▶ _Required work_
In the records below, find the lines that include "HashSet" and copy each.
▬▬▬▬▬▬
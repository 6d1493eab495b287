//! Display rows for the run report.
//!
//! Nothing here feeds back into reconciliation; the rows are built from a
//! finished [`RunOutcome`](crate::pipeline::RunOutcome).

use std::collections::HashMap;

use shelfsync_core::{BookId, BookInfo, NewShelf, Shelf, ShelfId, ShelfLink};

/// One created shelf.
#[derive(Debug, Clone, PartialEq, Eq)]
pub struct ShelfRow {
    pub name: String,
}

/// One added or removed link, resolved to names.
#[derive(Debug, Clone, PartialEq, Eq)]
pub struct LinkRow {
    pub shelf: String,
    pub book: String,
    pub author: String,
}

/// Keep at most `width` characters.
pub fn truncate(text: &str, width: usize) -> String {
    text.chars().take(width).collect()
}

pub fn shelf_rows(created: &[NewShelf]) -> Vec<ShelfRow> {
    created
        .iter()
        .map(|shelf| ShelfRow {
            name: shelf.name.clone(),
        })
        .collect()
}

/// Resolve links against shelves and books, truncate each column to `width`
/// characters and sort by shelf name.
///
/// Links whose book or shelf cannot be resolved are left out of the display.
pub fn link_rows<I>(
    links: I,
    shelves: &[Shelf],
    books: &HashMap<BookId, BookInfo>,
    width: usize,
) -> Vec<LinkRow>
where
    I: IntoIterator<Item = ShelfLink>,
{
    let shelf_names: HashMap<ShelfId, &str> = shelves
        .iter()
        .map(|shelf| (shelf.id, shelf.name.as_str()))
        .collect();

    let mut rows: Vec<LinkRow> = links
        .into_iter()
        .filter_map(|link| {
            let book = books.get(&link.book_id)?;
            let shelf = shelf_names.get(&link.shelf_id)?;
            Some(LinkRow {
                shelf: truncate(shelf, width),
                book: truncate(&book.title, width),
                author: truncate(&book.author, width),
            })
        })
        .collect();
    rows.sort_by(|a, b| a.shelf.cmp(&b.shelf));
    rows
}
▬▬▬▬▬▬
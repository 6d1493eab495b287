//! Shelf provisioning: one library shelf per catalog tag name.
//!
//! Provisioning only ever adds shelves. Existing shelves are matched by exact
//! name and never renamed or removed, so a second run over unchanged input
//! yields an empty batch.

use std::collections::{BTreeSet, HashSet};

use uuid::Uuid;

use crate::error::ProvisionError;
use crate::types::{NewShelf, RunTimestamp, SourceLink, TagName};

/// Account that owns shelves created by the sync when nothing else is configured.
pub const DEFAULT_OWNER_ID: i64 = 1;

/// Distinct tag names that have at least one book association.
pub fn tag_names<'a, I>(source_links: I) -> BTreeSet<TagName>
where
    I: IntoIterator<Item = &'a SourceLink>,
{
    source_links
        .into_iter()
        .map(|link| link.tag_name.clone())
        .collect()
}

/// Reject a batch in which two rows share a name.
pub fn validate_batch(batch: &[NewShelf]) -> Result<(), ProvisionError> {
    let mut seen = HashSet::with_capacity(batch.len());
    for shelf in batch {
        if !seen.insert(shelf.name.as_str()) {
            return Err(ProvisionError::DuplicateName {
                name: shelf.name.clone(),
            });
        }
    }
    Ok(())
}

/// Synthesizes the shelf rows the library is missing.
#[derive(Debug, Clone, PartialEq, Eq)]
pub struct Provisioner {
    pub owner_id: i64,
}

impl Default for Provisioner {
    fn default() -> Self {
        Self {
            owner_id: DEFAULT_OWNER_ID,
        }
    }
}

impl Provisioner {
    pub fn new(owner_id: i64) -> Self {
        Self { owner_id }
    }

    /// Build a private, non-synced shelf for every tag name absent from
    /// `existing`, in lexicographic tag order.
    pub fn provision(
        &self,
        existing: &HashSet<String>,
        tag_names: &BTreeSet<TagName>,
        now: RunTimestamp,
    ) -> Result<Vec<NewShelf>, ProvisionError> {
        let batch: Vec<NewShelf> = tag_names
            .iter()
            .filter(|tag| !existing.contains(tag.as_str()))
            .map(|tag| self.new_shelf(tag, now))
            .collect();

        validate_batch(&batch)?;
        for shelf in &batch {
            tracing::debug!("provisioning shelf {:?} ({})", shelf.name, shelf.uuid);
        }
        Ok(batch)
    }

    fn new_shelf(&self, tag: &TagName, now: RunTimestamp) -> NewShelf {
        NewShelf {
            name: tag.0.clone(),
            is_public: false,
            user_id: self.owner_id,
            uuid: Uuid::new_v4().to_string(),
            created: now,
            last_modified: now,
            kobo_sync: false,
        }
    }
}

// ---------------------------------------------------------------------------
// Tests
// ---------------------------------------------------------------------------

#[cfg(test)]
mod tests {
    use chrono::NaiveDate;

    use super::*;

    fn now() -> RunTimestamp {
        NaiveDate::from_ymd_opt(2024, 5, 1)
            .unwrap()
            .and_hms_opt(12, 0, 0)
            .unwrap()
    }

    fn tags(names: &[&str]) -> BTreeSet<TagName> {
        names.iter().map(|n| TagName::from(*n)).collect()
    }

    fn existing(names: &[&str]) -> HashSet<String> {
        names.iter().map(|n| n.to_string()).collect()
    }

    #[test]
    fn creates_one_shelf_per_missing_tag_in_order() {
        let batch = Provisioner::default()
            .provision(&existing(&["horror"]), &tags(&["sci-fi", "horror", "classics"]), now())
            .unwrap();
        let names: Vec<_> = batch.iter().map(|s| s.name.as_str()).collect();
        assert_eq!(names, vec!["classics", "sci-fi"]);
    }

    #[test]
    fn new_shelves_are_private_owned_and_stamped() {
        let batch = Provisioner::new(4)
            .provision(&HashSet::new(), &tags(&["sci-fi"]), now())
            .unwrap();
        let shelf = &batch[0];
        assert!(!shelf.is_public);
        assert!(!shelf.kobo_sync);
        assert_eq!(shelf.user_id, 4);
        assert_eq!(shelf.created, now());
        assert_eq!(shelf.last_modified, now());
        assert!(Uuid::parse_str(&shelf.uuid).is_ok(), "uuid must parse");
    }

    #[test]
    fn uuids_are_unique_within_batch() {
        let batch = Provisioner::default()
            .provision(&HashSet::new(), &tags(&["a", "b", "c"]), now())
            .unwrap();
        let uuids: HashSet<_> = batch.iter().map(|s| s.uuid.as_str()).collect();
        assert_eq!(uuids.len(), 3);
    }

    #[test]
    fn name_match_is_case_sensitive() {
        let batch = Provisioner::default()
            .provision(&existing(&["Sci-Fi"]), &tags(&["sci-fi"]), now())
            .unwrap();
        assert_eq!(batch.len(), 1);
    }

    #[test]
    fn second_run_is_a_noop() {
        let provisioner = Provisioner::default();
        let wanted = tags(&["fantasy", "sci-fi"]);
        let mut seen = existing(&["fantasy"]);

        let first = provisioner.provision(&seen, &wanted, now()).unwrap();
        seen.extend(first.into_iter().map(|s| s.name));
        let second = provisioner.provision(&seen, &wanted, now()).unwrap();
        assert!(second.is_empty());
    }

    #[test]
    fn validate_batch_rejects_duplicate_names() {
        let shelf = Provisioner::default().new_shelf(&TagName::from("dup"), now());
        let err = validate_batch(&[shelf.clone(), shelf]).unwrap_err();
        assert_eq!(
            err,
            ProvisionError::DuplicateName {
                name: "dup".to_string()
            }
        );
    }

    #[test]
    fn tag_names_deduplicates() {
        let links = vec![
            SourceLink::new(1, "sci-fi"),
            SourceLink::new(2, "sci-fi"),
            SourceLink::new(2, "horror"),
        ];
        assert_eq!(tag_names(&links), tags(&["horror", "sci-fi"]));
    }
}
▬▬▬▬▬▬
▶ _Problem solution_
use std::collections::{BTreeSet, HashSet};
    let mut seen = HashSet::with_capacity(batch.len());
        existing: &HashSet<String>,
    fn existing(names: &[&str]) -> HashSet<String> {
            .provision(&HashSet::new(), &tags(&["sci-fi"]), now())
            .provision(&HashSet::new(), &tags(&["a", "b", "c"]), now())
        let uuids: HashSet<_> = batch.iter().map(|s| s.uuid.as_str()).collect();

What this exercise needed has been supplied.